P107

Mycobacterial tuberculosis complex (MTBC) sample processing for whole genome sequencing (WGS) is usually performed on (MGIT) subcultures with subsequent enzymatic and/or chemical lysis, often providing suboptimal DNA yield. In 2022, we included bead beating in our routine DNA extraction protocol, which increased DNA yield 60-fold from subcultures. So, we now investigated the effect of culture-based enrichment and bead-beating-based DNA extraction for MTBC Illumina-based WGS from primary received cultures. Additionally, we investigated the impact of bead beating on read length N50 and coverage depth for Nanopore sequencing. Bead-beating-based DNA extraction from primary received cultures was performed from July 2023-November 2023 (n=174).

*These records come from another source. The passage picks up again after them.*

// ─── Tests ───────────────────────────────────────────────────────────────────

#[cfg(test)]
mod tests {
    use super::*;

    fn parse(src: &str) -> Command {
        parse_line(src, 1).expect("line was skipped").expect("parse failed")
    }

    fn parse_err(src: &str) -> Error {
        parse_line(src, 1).expect("line was skipped").expect_err("expected parse error")
    }

    fn num(n: f64) -> Expr { Expr::Number(n) }

    // ── skipping ─────────────────────────────────────────────────────────────

    #[test]
    fn blank_and_comment_lines_skipped() {
        assert!(parse_line("", 1).is_none());
        assert!(parse_line("   ", 1).is_none());
        assert!(parse_line("// hello", 1).is_none());
        assert!(parse_line("   // indented", 1).is_none());
    }

    // ── simple verbs ─────────────────────────────────────────────────────────

    #[test]
    fn say_quoted() {
        assert!(matches!(parse(r#"say "Hello, World!""#), Command::Say(s) if s == "Hello, World!"));
    }

    #[test]
    fn say_unquoted_keeps_raw_text() {
        assert!(matches!(parse("say hi there 100%"), Command::Say(s) if s == "hi there 100%"));
    }

    #[test]
    fn bare_say_is_error() {
        parse_err("say");
    }

    #[test]
    fn make_it_color() {
        assert!(matches!(parse("make it Blue"), Command::SetColor(c) if c == "Blue"));
        assert!(matches!(parse("make it #FF0000"), Command::SetColor(c) if c == "#FF0000"));
    }

    #[test]
    fn make_background() {
        assert!(matches!(parse("make background #87ceeb"), Command::Background(c) if c == "#87ceeb"));
    }

    #[test]
    fn make_without_target_is_error() {
        parse_err("make blue");
    }

    #[test]
    fn draw_circle() {
        match parse("draw circle at (100,100) radius 30") {
            Command::DrawCircle { center, radius } => {
                assert_eq!(center.x, num(100.0));
                assert_eq!(center.y, num(100.0));
                assert_eq!(radius, num(30.0));
            }
            other => panic!("expected DrawCircle, got {other:?}"),
        }
    }

    #[test]
    fn draw_circle_at_pointer() {
        match parse("draw circle at (mouseX, mouseY - 5) radius 4") {
            Command::DrawCircle { center, .. } => {
                assert_eq!(center.x, Expr::Var("mouseX".into()));
                assert!(matches!(center.y, Expr::Binary { op: BinOp::Sub, .. }));
            }
            other => panic!("expected DrawCircle, got {other:?}"),
        }
    }

    #[test]
    fn draw_line() {
        match parse("draw line from (50,50) to (150,150) width 5") {
            Command::DrawLine { from, to, width } => {
                assert_eq!(from.x, num(50.0));
                assert_eq!(to.y, num(150.0));
                assert_eq!(width, num(5.0));
            }
            other => panic!("expected DrawLine, got {other:?}"),
        }
    }

    #[test]
    fn draw_circle_missing_radius_is_error() {
        parse_err("draw circle at (1,2)");
    }

    #[test]
    fn play_sound_keeps_path() {
        assert!(matches!(parse(r#"play sound "jump.sound""#), Command::PlaySound(p) if p == "jump.sound"));
    }

    #[test]
    fn add_signed() {
        assert!(matches!(parse("add score -5"), Command::Add { name, amount } if name == "score" && amount == -5.0));
        assert!(matches!(parse("add lives 1"), Command::Add { amount, .. } if amount == 1.0));
    }

    #[test]
    fn add_without_amount_is_error() {
        parse_err("add score");
    }

    #[test]
    fn random_statement() {
        assert!(matches!(parse("random from 1 to 6"), Command::Random(RandomRange { min: 1, max: 6 })));
    }

    #[test]
    fn random_requires_whole_numbers() {
        parse_err("random from 1.5 to 6");
    }

    #[test]
    fn rotate_degrees() {
        assert!(matches!(parse("rotate ufo by 2 degrees"), Command::Rotate { entity, degrees } if entity == "ufo" && degrees == 2.0));
        assert!(matches!(parse("rotate ufo by -2 degrees"), Command::Rotate { degrees, .. } if degrees == -2.0));
    }

    // ── declarations ─────────────────────────────────────────────────────────

    #[test]
    fn let_number() {
        match parse("let score = 0") {
            Command::Let { name, value: LetValue::Number(e) } => {
                assert_eq!(name, "score");
                assert_eq!(e, num(0.0));
            }
            other => panic!("expected Let number, got {other:?}"),
        }
    }

    #[test]
    fn let_negative_number() {
        assert!(matches!(parse("let v = -3"), Command::Let { value: LetValue::Number(Expr::Number(n)), .. } if n == -3.0));
    }

    #[test]
    fn let_spawn() {
        match parse("let player = spawn 50 50 40 40") {
            Command::Let { name, value: LetValue::Spawn { x, y, w, h } } => {
                assert_eq!(name, "player");
                assert_eq!((x, y, w, h), (num(50.0), num(50.0), num(40.0), num(40.0)));
            }
            other => panic!("expected spawn, got {other:?}"),
        }
    }

    #[test]
    fn let_spawn_negative_args_are_separate() {
        match parse("let p = spawn 10 -5 20 20") {
            Command::Let { value: LetValue::Spawn { y, .. }, .. } => assert_eq!(y, num(-5.0)),
            other => panic!("expected spawn, got {other:?}"),
        }
    }

    #[test]
    fn let_spawn_missing_arg_is_error() {
        parse_err("let p = spawn 10 10 20");
    }

    #[test]
    fn let_image() {
        match parse(r#"let sprite = image "player.image" at (100,100) size 64 64"#) {
            Command::Let { value: LetValue::Image { path, at, w, h }, .. } => {
                assert_eq!(path, "player.image");
                assert_eq!(at.x, num(100.0));
                assert_eq!((w, h), (num(64.0), num(64.0)));
            }
            other => panic!("expected image, got {other:?}"),
        }
    }

    #[test]
    fn let_image_without_suffix_still_parses() {
        // the suffix rule is enforced when the declaration runs
        assert!(matches!(
            parse(r#"let sprite = image "foo" at (0,0) size 10 10"#),
            Command::Let { value: LetValue::Image { .. }, .. }
        ));
    }

    #[test]
    fn let_text() {
        match parse(r#"let scoreText = text "Score: 0" at (20,40) size 20 colour black font "Arial""#) {
            Command::Let { value: LetValue::Text { text, size, color, font, .. }, .. } => {
                assert_eq!(text, "Score: 0");
                assert_eq!(size, num(20.0));
                assert_eq!(color, "black");
                assert_eq!(font, "Arial");
            }
            other => panic!("expected text, got {other:?}"),
        }
    }

    #[test]
    fn let_text_accepts_color_spelling_and_hex() {
        assert!(matches!(
            parse(r#"let t = text "hi" at (0,0) size 12 color #ff0000 font "Mono""#),
            Command::Let { value: LetValue::Text { color, .. }, .. } if color == "#ff0000"
        ));
    }

    #[test]
    fn let_text_missing_font_is_error() {
        parse_err(r#"let t = text "hi" at (0,0) size 12 colour red"#);
    }

    #[test]
    fn let_random() {
        assert!(matches!(
            parse("let roll = random from 1 to 6"),
            Command::Let { value: LetValue::Random(RandomRange { min: 1, max: 6 }), .. }
        ));
    }

    #[test]
    fn let_expression() {
        assert!(matches!(parse("let total = lives * 2"), Command::Let { value: LetValue::Number(Expr::Binary { .. }), .. }));
    }

    #[test]
    fn let_garbage_is_error() {
        parse_err("let x = 5 apples");
    }

    // ── assignments ──────────────────────────────────────────────────────────

    #[test]
    fn property_assign_numeric() {
        match parse("a.x = a.x + 5") {
            Command::SetProperty(PropertyAssign { entity, property, value: PropertyValue::Number(src) }) => {
                assert_eq!(entity, "a");
                assert_eq!(property, "x");
                assert_eq!(src.text, "a.x + 5");
                assert!(src.parsed.is_ok());
            }
            other => panic!("expected property assign, got {other:?}"),
        }
    }

    #[test]
    fn property_assign_malformed_expression_is_kept() {
        match parse("a.x = a.x +") {
            Command::SetProperty(PropertyAssign { value: PropertyValue::Number(src), .. }) => {
                assert_eq!(src.text, "a.x +");
                assert!(src.parsed.is_err());
            }
            other => panic!("expected property assign, got {other:?}"),
        }
    }

    #[test]
    fn property_assign_colour_and_color() {
        assert!(matches!(
            parse("box.colour = Red"),
            Command::SetProperty(PropertyAssign { value: PropertyValue::Color(c), .. }) if c == "Red"
        ));
        assert!(matches!(
            parse("box.color = #00ff00"),
            Command::SetProperty(PropertyAssign { value: PropertyValue::Color(c), .. }) if c == "#00ff00"
        ));
    }

    #[test]
    fn property_assign_text_strips_quotes() {
        assert!(matches!(
            parse(r#"label.text = "Game Over""#),
            Command::SetProperty(PropertyAssign { value: PropertyValue::Text(t), .. }) if t == "Game Over"
        ));
    }

    #[test]
    fn property_assign_unknown_property() {
        assert!(matches!(
            parse("ufo.velocityX = 3"),
            Command::SetProperty(PropertyAssign { value: PropertyValue::Unknown(_), .. })
        ));
    }

    #[test]
    fn variable_assign() {
        match parse("score = score * 2") {
            Command::Assign { name, value } => {
                assert_eq!(name, "score");
                assert!(matches!(value.parsed, Ok(Expr::Binary { op: BinOp::Mul, .. })));
            }
            other => panic!("expected assign, got {other:?}"),
        }
    }

    #[test]
    fn let_is_not_mistaken_for_assignment() {
        assert!(matches!(parse("let x = 1"), Command::Let { .. }));
        assert!(matches!(parse("x = 1"), Command::Assign { .. }));
    }

    #[test]
    fn verb_names_usable_as_variables() {
        assert!(matches!(parse("say = 3"), Command::Assign { name, .. } if name == "say"));
    }

    // ── guards and callbacks ─────────────────────────────────────────────────

    #[test]
    fn key_guard_property_assign() {
        match parse(r#"if key "ArrowUp" down then a.y = a.y - 1"#) {
            Command::KeyGuard { key, action } => {
                assert_eq!(key, "arrowup");
                assert!(matches!(*action, Command::SetProperty(_)));
            }
            other => panic!("expected key guard, got {other:?}"),
        }
    }

    #[test]
    fn key_guard_wraps_ordinary_command() {
        match parse(r#"if key "Space" down then add score 1"#) {
            Command::KeyGuard { key, action } => {
                assert_eq!(key, "space");
                assert!(matches!(*action, Command::Add { .. }));
            }
            other => panic!("expected key guard, got {other:?}"),
        }
    }

    #[test]
    fn key_guard_is_per_frame() {
        assert!(parse(r#"if key "a" down then say "a""#).is_per_frame());
        assert!(!parse("add score 1").is_per_frame());
    }

    #[test]
    fn key_guard_with_unknown_action_is_error() {
        parse_err(r#"if key "a" down then fly away"#);
    }

    #[test]
    fn malformed_key_guard_is_not_reparsed() {
        let err = parse_err(r#"if key "a" then a.x = 1"#);
        assert_eq!(err.code, ErrorCode::P002);
    }

    #[test]
    fn on_click() {
        assert!(matches!(parse(r#"on click say "Clicked!""#), Command::OnClick(a) if matches!(*a, Command::Say(_))));
    }

    #[test]
    fn on_click_without_action_is_error() {
        parse_err("on click");
    }

    #[test]
    fn every_seconds() {
        match parse("every 0.5 seconds then add score 1") {
            Command::Every { seconds, action } => {
                assert_eq!(seconds, 0.5);
                assert!(matches!(*action, Command::Add { .. }));
            }
            other => panic!("expected every, got {other:?}"),
        }
    }

    #[test]
    fn every_singular_second() {
        assert!(matches!(parse("every 1 second then say tick"), Command::Every { .. }));
    }

    #[test]
    fn every_with_block_body_is_error() {
        parse_err("every 2 seconds {");
    }

    #[test]
    fn nested_action_error_column_is_line_relative() {
        let err = parse_err(r#"on click draw circle at (1,2) radius"#);
        assert_eq!(err.column, 37);
    }

    // ── misses ───────────────────────────────────────────────────────────────

    #[test]
    fn unknown_verb_is_error() {
        assert_eq!(parse_err("jump around").code, ErrorCode::P001);
    }

    #[test]
    fn stray_character_reports_lexer_code() {
        assert_eq!(parse_err("% nope").code, ErrorCode::L001);
    }

    #[test]
    fn parse_script_splits_and_records_misses() {
        let script = parse_script("let a = spawn 1 2 3 4\n\n// note\nset velocity of a to x:1 y:2\nif key \"w\" down then a.y = a.y - 1\n");
        assert_eq!(script.statements.len(), 2);
        assert_eq!(script.setup_statements().count(), 1);
        assert_eq!(script.per_frame_statements().count(), 1);
        assert_eq!(script.statements[1].line, 5);
        assert_eq!(script.unrecognized.len(), 1);
        assert_eq!(script.unrecognized[0].line, 4);
    }

    #[test]
    fn parse_expression_precedence() {
        let e = parse_expression("1 + 2 * 3", 1).unwrap();
        assert_eq!(e.to_string(), "(1 + (2 * 3))");
    }

    #[test]
    fn parse_expression_rejects_trailing_tokens() {
        assert!(parse_expression("1 2", 1).is_err());
    }
}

Using bead beating, the DNA yield was 11.0 ng/µl, and the sequencing success rate was 80%. Two culture-based enrichment experiments were performed to demonstrate WGS is also possible from enriched-pre-positive MGIT cultures using bead-beating-based DNA extraction. From early-pre-positive MGIT cultures, a 36x average coverage depth was achieved eight days before culture positivity (approx. 2.72*10^3 CFU/ml). The effect of bead-beating-based DNA extraction on Nanopore sequencing, read length and coverage depth was also assessed. After optimization, the read length N50 increased from 1.4 to 2.9 kb and coverage depth from 87x to 217x.Bead beating significantly increases DNA yield and allows sequencing from primary cultures. Experimental work demonstrated that sequencing from enriched-pre-positive MGIT cultures is also possible. These optimized DNA extraction protocols help reduce the turnaround time for tuberculosis WGS-based diagnostics. In our laboratory, sequencing is now performed routinely from primary cultures and only in the event of failure from sub-cultured bacteria.